Segment Start: SUPPLIED RECORDS
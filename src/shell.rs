//! Reveal the persistent log directory in the native file browser

use std::path::Path;
use std::process::Command;

use crate::logging::{LogError, LogResult};

/// Program used to open a directory on this platform
pub fn reveal_command() -> &'static str {
    if cfg!(target_os = "windows") {
        "explorer"
    } else if cfg!(target_os = "macos") {
        "open"
    } else {
        "xdg-open"
    }
}

/// Open `dir` in the file browser without waiting for it to exit
pub fn reveal_dir(dir: &Path) -> LogResult<()> {
    if !dir.is_dir() {
        return Err(LogError::Shell {
            path: dir.to_path_buf(),
            reason: "not a directory".to_string(),
        });
    }

    let program = reveal_command();
    tracing::debug!("Opening {} with {}", dir.display(), program);

    Command::new(program)
        .arg(dir)
        .spawn()
        .map_err(|e| LogError::Shell {
            path: dir.to_path_buf(),
            reason: format!("{} could not be started: {}", program, e),
        })?;

    Ok(())
}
Segment End: SUPPLIED RECORDS
*EXERCISE OBJECTIVE:* Everything in the material should be repeated exactly as written.

*ANSWER SECTION:*
filename src/shell.rs
//! Reveal the persistent log directory in the native file browser

use std::path::Path;
use std::process::Command;

use crate::logging::{LogError, LogResult};

/// Program used to open a directory on this platform
pub fn reveal_command() -> &'static str {
    if cfg!(target_os = "windows") {
        "explorer"
    } else if cfg!(target_os = "macos") {
        "open"
    } else {
        "xdg-open"
    }
}

/// Open `dir` in the file browser without waiting for it to exit
pub fn reveal_dir(dir: &Path) -> LogResult<()> {
    if !dir.is_dir() {
        return Err(LogError::Shell {
            path: dir.to_path_buf(),
            reason: "not a directory".to_string(),
        });
    }

    let program = reveal_command();
    tracing::debug!("Opening {} with {}", dir.display(), program);

    Command::new(program)
        .arg(dir)
        .spawn()
        .map_err(|e| LogError::Shell {
            path: dir.to_path_buf(),
            reason: format!("{} could not be started: {}", program, e),
        })?;

    Ok(())
}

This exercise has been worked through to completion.